A jornalista também citou os casos de testes falso-positivos para HIV. Ela citou o caso de mulheres que receberam esses laudos e tomaram, sem precisar, doses fortes de antirretrovirais. "Como estamos tratando essas mulheres que vivem com HIV, que querem ter seus bebês e que são tratadas de uma forma tão violenta, apartadas de seus filhos, não podem amamentar, não têm informação. Essa falha de pré-natal é algo que resultou também dessa situação exemplar que estamos vivenciando", afirma.

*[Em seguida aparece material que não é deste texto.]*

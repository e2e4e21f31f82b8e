//! HTTP surface configuration.

use search_pipeline::MappingPolicy;
use thiserror::Error;

/// Errors raised while reading the service configuration at startup.
#[derive(Debug, Error)]
pub enum ConfigError {
    #[error("missing env variable: {0}")]
    Missing(&'static str),

    #[error("failed to parse env variable: {key} = '{value}'")]
    Parse { key: &'static str, value: String },
}

#[derive(Clone, Debug)]
pub struct AppConfig {
    /// Listen address, e.g. `0.0.0.0:8000`.
    pub address: String,
    /// Thumbnail URL prefix; `<image_server><id>.jpg` is emitted verbatim.
    pub image_server: String,
    pub mapping_policy: MappingPolicy,
    /// Request body limit, uploads included.
    pub max_upload_bytes: usize,
}

impl AppConfig {
    /// Load config from environment variables.
    ///
    /// - `API_ADDRESS` (default: "0.0.0.0:8000")
    /// - `IMAGE_SERVER` (required)
    /// - `MAPPING_POLICY` (`strict` | `skip`, default: `strict`)
    /// - `MAX_UPLOAD_BYTES` (default: 20 MiB)
    pub fn from_env() -> Result<Self, ConfigError> {
        let address = env_string("API_ADDRESS").unwrap_or_else(|| "0.0.0.0:8000".into());
        let image_server = env_string("IMAGE_SERVER").ok_or(ConfigError::Missing("IMAGE_SERVER"))?;

        let mapping_policy = match env_string("MAPPING_POLICY") {
            Some(v) => v.parse().map_err(|_| ConfigError::Parse {
                key: "MAPPING_POLICY",
                value: v,
            })?,
            None => MappingPolicy::default(),
        };

        let max_upload_bytes = match env_string("MAX_UPLOAD_BYTES") {
            Some(v) => match v.parse::<usize>() {
                Ok(n) if n > 0 => n,
                _ => {
                    return Err(ConfigError::Parse {
                        key: "MAX_UPLOAD_BYTES",
                        value: v,
                    });
                }
            },
            None => 20 * 1024 * 1024,
        };

        Ok(Self {
            address,
            image_server,
            mapping_policy,
            max_upload_bytes,
        })
    }
}

fn env_string(key: &str) -> Option<String> {
    std::env::var(key).ok().filter(|v| !v.trim().is_empty())
}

"É um processo de privatização, de parceria público-privada, mas sem controle social, sem controle até das áreas técnicas", afirma o Dr. Fábio Medina. Para o médico, as autoridades justificam a privatização com os limites de investimentos impostos pela legislação, entretanto, o papel da fiscalização ainda é dos órgãos públicos. "Pode até ser que a legislação os obrigue a fazer as parcerias, mas não pode se omitir da fiscalização. É o papel do secretário municipal de saúde, do secretário estadual de saúde e da ministra da saúde", diz.

Ele também criticou que o ministério só convocou os pacientes infectados para tratamento após o caso ser noticiado pela imprensa. "Nós sabemos hoje que, quanto antes começa o tratamento do HIV, melhor a perspectiva para a pessoa, de não ser detectável, não ter problema de saúde, não transmitir", diz.

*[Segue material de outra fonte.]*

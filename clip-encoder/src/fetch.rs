//! Remote image retrieval for URL queries.

use std::time::Duration;

use bytes::{Bytes, BytesMut};
use reqwest::{Client, Url};
use tracing::{debug, warn};

use crate::errors::EncodeError;

/// Bounded HTTP(S) downloader. One pooled client per encoder.
#[derive(Clone)]
pub struct ImageFetcher {
    client: Client,
    max_bytes: usize,
}

impl ImageFetcher {
    pub fn new(timeout: Duration, max_bytes: usize) -> Result<Self, EncodeError> {
        let client = Client::builder()
            .timeout(timeout)
            .build()
            .map_err(|e| EncodeError::Config(format!("http client: {e}")))?;
        Ok(Self { client, max_bytes })
    }

    /// Downloads the body at `url`.
    ///
    /// # Errors
    /// - [`EncodeError::InvalidInput`] when `url` is not an absolute http(s) URL.
    /// - [`EncodeError::Retrieval`] on transport failure, non-2xx status, or a
    ///   body larger than the configured bound.
    pub async fn fetch(&self, url: &str) -> Result<Bytes, EncodeError> {
        let parsed = Url::parse(url.trim())
            .map_err(|e| EncodeError::InvalidInput(format!("bad image url: {e}")))?;
        if !matches!(parsed.scheme(), "http" | "https") {
            return Err(EncodeError::InvalidInput(format!(
                "unsupported url scheme: {}",
                parsed.scheme()
            )));
        }

        debug!(url = %parsed, "image_fetcher.fetch: start");

        let mut resp = self.client.get(parsed.clone()).send().await.map_err(|e| {
            warn!(url = %parsed, error = %e, "image_fetcher.fetch: transport error");
            EncodeError::Retrieval(format!("request failed: {e}"))
        })?;

        let status = resp.status();
        if !status.is_success() {
            warn!(url = %parsed, %status, "image_fetcher.fetch: non-success status");
            return Err(EncodeError::Retrieval(format!("remote returned {status}")));
        }

        if let Some(len) = resp.content_length() {
            if len as usize > self.max_bytes {
                return Err(EncodeError::Retrieval(format!(
                    "remote image is {len} bytes, limit is {}",
                    self.max_bytes
                )));
            }
        }

        let mut body = BytesMut::new();
        while let Some(chunk) = resp
            .chunk()
            .await
            .map_err(|e| EncodeError::Retrieval(format!("body read failed: {e}")))?
        {
            if body.len() + chunk.len() > self.max_bytes {
                return Err(EncodeError::Retrieval(format!(
                    "remote image exceeds {} bytes",
                    self.max_bytes
                )));
            }
            body.extend_from_slice(&chunk);
        }

        debug!(url = %parsed, bytes = body.len(), "image_fetcher.fetch: done");
        Ok(body.freeze())
    }
}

"Uma das pacientes estava dizendo que até foi na primeira consulta, e que marcaram o retorno um mês depois para, quem sabe, ela começar o antirretroviral. Isso é completamente fora dos protocolos. O protocolo da Organização Mundial de Saúde é: testou, começa a tratar no mesmo dia", diz.

Preconceito

Outro tema que o trio de especialistas debateu foi o preconceito contra soropositivos. Para Alessandra, a repercussão dos transplantes de órgão infectados com o HIV escancarou o estigma da sociedade acerca do tema. "Basta uma notícia para todo aquele medo, aquela desinformação que a gente acha que já tinha melhorado, voltar", diz.

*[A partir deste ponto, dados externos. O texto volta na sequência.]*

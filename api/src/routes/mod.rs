pub mod count_field;
pub mod health_route;
pub mod search_image;
pub mod search_text;
pub mod search_url;
use std::error::Error;

use api::telemetry;
use tracing_subscriber::{layer::SubscriberExt, util::SubscriberInitExt};

#[tokio::main]
async fn main() -> Result<(), Box<dyn Error>> {
    // `.env` is optional; real environment variables win.
    dotenvy::dotenv().ok();

    tracing_subscriber::registry()
        .with(telemetry::env_filter("info,tower_http=info"))
        .with(telemetry::layer())
        .try_init()?;

    if let Err(e) = api::start().await {
        tracing::error!(error = %e, "service failed");
        return Err(e.into());
    }

    Ok(())
}
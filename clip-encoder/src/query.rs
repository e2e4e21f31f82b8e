//! Query modalities accepted by the encoder.

use bytes::Bytes;

/// Fixed-length embedding in the shared CLIP text/image space.
pub type EmbeddingVector = Vec<f32>;

/// One search input, tagged by modality.
#[derive(Debug, Clone)]
pub enum Query {
    /// Free text, embedded by the text tower.
    Text(String),
    /// Raw bytes of an uploaded raster image.
    ImageBlob(Bytes),
    /// An image reachable over HTTP(S).
    ImageUrl(String),
}

impl Query {
    /// Short modality label used in logs.
    pub fn modality(&self) -> &'static str {
        match self {
            Query::Text(_) => "text",
            Query::ImageBlob(_) => "image_blob",
            Query::ImageUrl(_) => "image_url",
        }
    }
}
//! Similarity index client.
//!
//! Given a query vector and a validated count `k`, returns up to `k` stored
//! webcam entities with their similarity scores, most similar first.
//!
//! Two backends share one contract:
//! - [`atlas::AtlasIndex`]: MongoDB Atlas `$vectorSearch` (default).
//! - [`qdrant_facade::QdrantIndex`]: Qdrant `search_points`.
//!
//! Searches are read-only, never retried, and bounded by a timeout. Any
//! backend failure surfaces as [`IndexError::Unavailable`].

use std::{future::Future, pin::Pin, sync::Arc};

use tracing::info;

pub mod atlas;
pub mod config;
pub mod count;
pub mod errors;
pub mod qdrant_facade;
pub mod record;

pub use config::{AtlasConfig, BackendConfig, IndexConfig, MAX_NUM_CANDIDATES, QdrantConfig};
pub use count::ResultCount;
pub use errors::IndexError;
pub use record::RawMatch;

/// k-nearest-neighbour lookup over the stored corpus.
pub trait SimilarityIndex: Send + Sync {
    /// Short backend label used in logs.
    fn backend(&self) -> &'static str;

    /// At most `k` matches in non-increasing score order.
    fn search<'a>(
        &'a self,
        vector: &'a [f32],
        k: ResultCount,
    ) -> Pin<Box<dyn Future<Output = Result<Vec<RawMatch>, IndexError>> + Send + 'a>>;
}

/// Opens the backend selected by `cfg`. Clients are pooled and reused.
pub async fn connect(cfg: &IndexConfig) -> Result<Arc<dyn SimilarityIndex>, IndexError> {
    info!(backend = cfg.backend.name(), "vector_index.connect: start");
    let index: Arc<dyn SimilarityIndex> = match &cfg.backend {
        BackendConfig::Atlas(a) => Arc::new(atlas::AtlasIndex::connect(cfg, a).await?),
        BackendConfig::Qdrant(q) => Arc::new(qdrant_facade::QdrantIndex::new(cfg, q)?),
    };
    Ok(index)
}

/// Sorts by descending score and keeps the first `k`.
///
/// The sort is stable: equal scores keep the backend's order.
pub fn finalize(mut matches: Vec<RawMatch>, k: ResultCount) -> Vec<RawMatch> {
    matches.sort_by(|a, b| b.score.total_cmp(&a.score));
    matches.truncate(k.get());
    matches
}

O médico Fábio Mesquita também falou sobre o estigma acerca do HIV. "Me chocou o fato de que voltou aquela ideia de que 'poxa vida, acabou a vida das pessoas porque elas contraíram o HIV', o que não corresponde à realidade neste momento", diz.

"As pessoas vão ficar com medo de contrair HIV numa transmissão de sangue ou num transplante. Milhares de pessoas na fila de transplante vão ficar com medo de que podem não só HIV, mas sem controle de qualidade, podem contrair hepatite, hepatite c, sífilis. Aquele exame de sangue que antes era uma segurança absoluta numa transfusão, a gente perdeu, por conta da mesma questão: não há supervisão", diz.